As the world began its march to the outbreak of WWI, the U.S. found itself conflicted domestically as well as diplomatically. Lanctot (Campy: The Two Lives of Roy Campanella, 2011) recounts this momentous time by focusing on three Americans whose status and leadership profoundly influenced how the nation would respond to Europe's crisis. Theodore Roosevelt had sundered the Republican Party with his breakaway Progressive Party campaign for the 1912 Presidential election. Woodrow Wilson, scholar and visionary, won that election and had to navigate the almost-impossible territory among rival nations, bypassing formal State Department channels by deploying Colonel Edward House to Europe. Jane Addams had become one of the world's most respected personalities, and her intense pacifism attracted many Americans as well as foreigners eager to manipulate American opinion. Lanctot shifts smoothly among these pivotal personalities and makes the details of this broadly ranging history accessible to all sorts of readers. He covers some of the same territory Barbara Tuchman explored in her iconic The Guns of August, but Lanctot's focus on the roles of these three titanic figures contributes a unique and valuable view of America's place in the Great War's genesis.
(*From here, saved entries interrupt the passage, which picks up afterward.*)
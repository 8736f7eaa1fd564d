//! Landing page route handler.

use askama::Template;
use askama_web::WebTemplate;
use axum::response::IntoResponse;
use tracing::instrument;

use crate::filters;
use crate::middleware::AuthContext;
use crate::routes::NavView;

// =============================================================================
// Static content
// =============================================================================

/// A service card in the "Sacred Services" grid.
pub struct Service {
    pub title: &'static str,
    /// Class of the icon glyph.
    pub icon: &'static str,
    pub description: &'static str,
    pub highlights: [&'static str; 4],
}

/// A pricing card.
pub struct PriceTier {
    pub title: &'static str,
    pub subtitle: &'static str,
    pub price: &'static str,
    pub includes: [&'static str; 4],
}

/// How to reach the practitioner.
pub struct Contact {
    pub name: &'static str,
    pub email: &'static str,
    pub phone: &'static str,
    pub availability: &'static str,
}

pub static SERVICES: [Service; 6] = [
    Service {
        title: "Tarot Readings",
        icon: "star",
        description: "Ancient divination using sacred symbolic cards to reveal hidden truths, \
                      guide decision-making, and illuminate your spiritual path forward.",
        highlights: [
            "3-Card Past/Present/Future",
            "Celtic Cross Spread",
            "Love & Relationship Insights",
            "Career & Life Purpose",
        ],
    },
    Service {
        title: "Astrology",
        icon: "sun",
        description: "Celestial wisdom through planetary positions and cosmic alignments, \
                      revealing personality traits, life cycles, and divine timing.",
        highlights: [
            "Birth Chart Analysis",
            "Compatibility Readings",
            "Transit Interpretations",
            "Solar Return Forecasts",
        ],
    },
    Service {
        title: "Numerology",
        icon: "sparkles",
        description: "Life path insights through the mystical power of numbers, revealing your \
                      soul's purpose and karmic lessons through mathematical divination.",
        highlights: [
            "Life Path Number",
            "Expression & Soul Urge",
            "Personal Year Cycles",
            "Name Numerology",
        ],
    },
    Service {
        title: "Palmistry",
        icon: "hand",
        description: "Hand reading to unveil personality traits, life events, and destiny \
                      through the sacred lines, mounts, and shapes of your palms.",
        highlights: [
            "Major Line Analysis",
            "Mount Interpretations",
            "Finger & Thumb Reading",
            "Hand Shape Meanings",
        ],
    },
    Service {
        title: "Bone Readings",
        icon: "bolt",
        description: "Ancient divination practice using sacred bones to channel ancestral \
                      wisdom and receive guidance from the spiritual realm.",
        highlights: [
            "Ancestral Guidance",
            "Spirit Communication",
            "Protection Insights",
            "Ritual Recommendations",
        ],
    },
    Service {
        title: "Energetic Cleansings",
        icon: "moon",
        description: "Spiritual purification and healing to remove negative energies, clear \
                      blockages, and restore balance to your auric field.",
        highlights: [
            "Aura Cleansing",
            "Chakra Balancing",
            "Space Clearing",
            "Protection Rituals",
        ],
    },
];

pub static PRICING: [PriceTier; 3] = [
    PriceTier {
        title: "Tarot Reading",
        subtitle: "Ancient card divination",
        price: "$75",
        includes: [
            "60-minute session",
            "Multiple spread options",
            "Recorded session",
            "Follow-up questions",
        ],
    },
    PriceTier {
        title: "Astrology Chart",
        subtitle: "Complete birth chart analysis",
        price: "$125",
        includes: [
            "90-minute consultation",
            "Written report included",
            "Transit forecasting",
            "Compatibility analysis",
        ],
    },
    PriceTier {
        title: "Full Spiritual Reading",
        subtitle: "Complete divination package",
        price: "$200",
        includes: [
            "2-hour deep dive session",
            "Multiple divination methods",
            "Energetic cleansing included",
            "Spiritual guidance plan",
        ],
    },
];

pub static CONTACT: Contact = Contact {
    name: "Travis Perry",
    email: "Travisperry18@gmail.com",
    phone: "865-431-6270",
    availability: "By Appointment",
};

// =============================================================================
// Templates
// =============================================================================

/// Landing page template.
#[derive(Template, WebTemplate)]
#[template(path = "home.html")]
pub struct HomeTemplate {
    pub nav: NavView,
    pub services: &'static [Service],
    pub pricing: &'static [PriceTier],
    pub contact: &'static Contact,
}

// =============================================================================
// Handlers
// =============================================================================

/// Display the landing page.
#[instrument(skip(auth))]
pub async fn home(auth: AuthContext) -> impl IntoResponse {
    HomeTemplate {
        nav: NavView::from(&auth),
        services: &SERVICES,
        pricing: &PRICING,
        contact: &CONTACT,
    }
}

#[cfg(test)]
mod tests {
    use super::*;

    #[test]
    fn test_every_service_has_four_highlights() {
        for service in &SERVICES {
            assert!(service.highlights.iter().all(|h| !h.is_empty()));
        }
    }

    #[test]
    fn test_signed_out_landing_renders_sign_in() {
        let html = HomeTemplate {
            nav: NavView::default(),
            services: &SERVICES,
            pricing: &PRICING,
            contact: &CONTACT,
        }
        .render()
        .unwrap_or_default();
        assert!(html.contains("Sign In"));
        assert!(html.contains("Sacred Services"));
        assert!(html.contains("Travisperry18@gmail.com"));
        assert!(!html.contains("My Readings"));
    }
}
From Booklist, Copyright (c) American Library Association. Used with permission.
Review by Publisher's Weekly Review

Historian Lanctot (Campy: The Two Lives of Roy Campenella) delivers a fresh, character-driven look at the debate over America's entry into WWI. He focuses on three "giants" of the Progressive Era, each of whom advocated a different course of action. Recognizing that most Americans didn't want to get involved in European wars, President Woodrow Wilson established an official policy of neutrality in August 1914. Jane Addams, who enjoyed near-universal admiration for her innovative social welfare programs, promoted pacifism and organized an international peace conference in The Hague in April 1915. The following month, a German submarine sank the passenger ship Lusitania, killing 128 Americans. Support grew for the military preparedness advocated by former president Theodore Roosevelt, whose comeback bid (as nominee of the Progressive Party) against Wilson in the 1912 election had fallen short. After winning reelection in 1916, Wilson tried and failed to broker a peace deal, and finally asked Congress for a war declaration in April 1917. Lanctot smoothly toggles between his three main subjects and intriguing secondary characters including Hungarian suffragist and pacifist Rosika Schwimmer and American novelist James Norman Hall, who volunteered to fight with the British. The result is a rich and rewarding portrait of a crucial turning point in American history. (Oct.)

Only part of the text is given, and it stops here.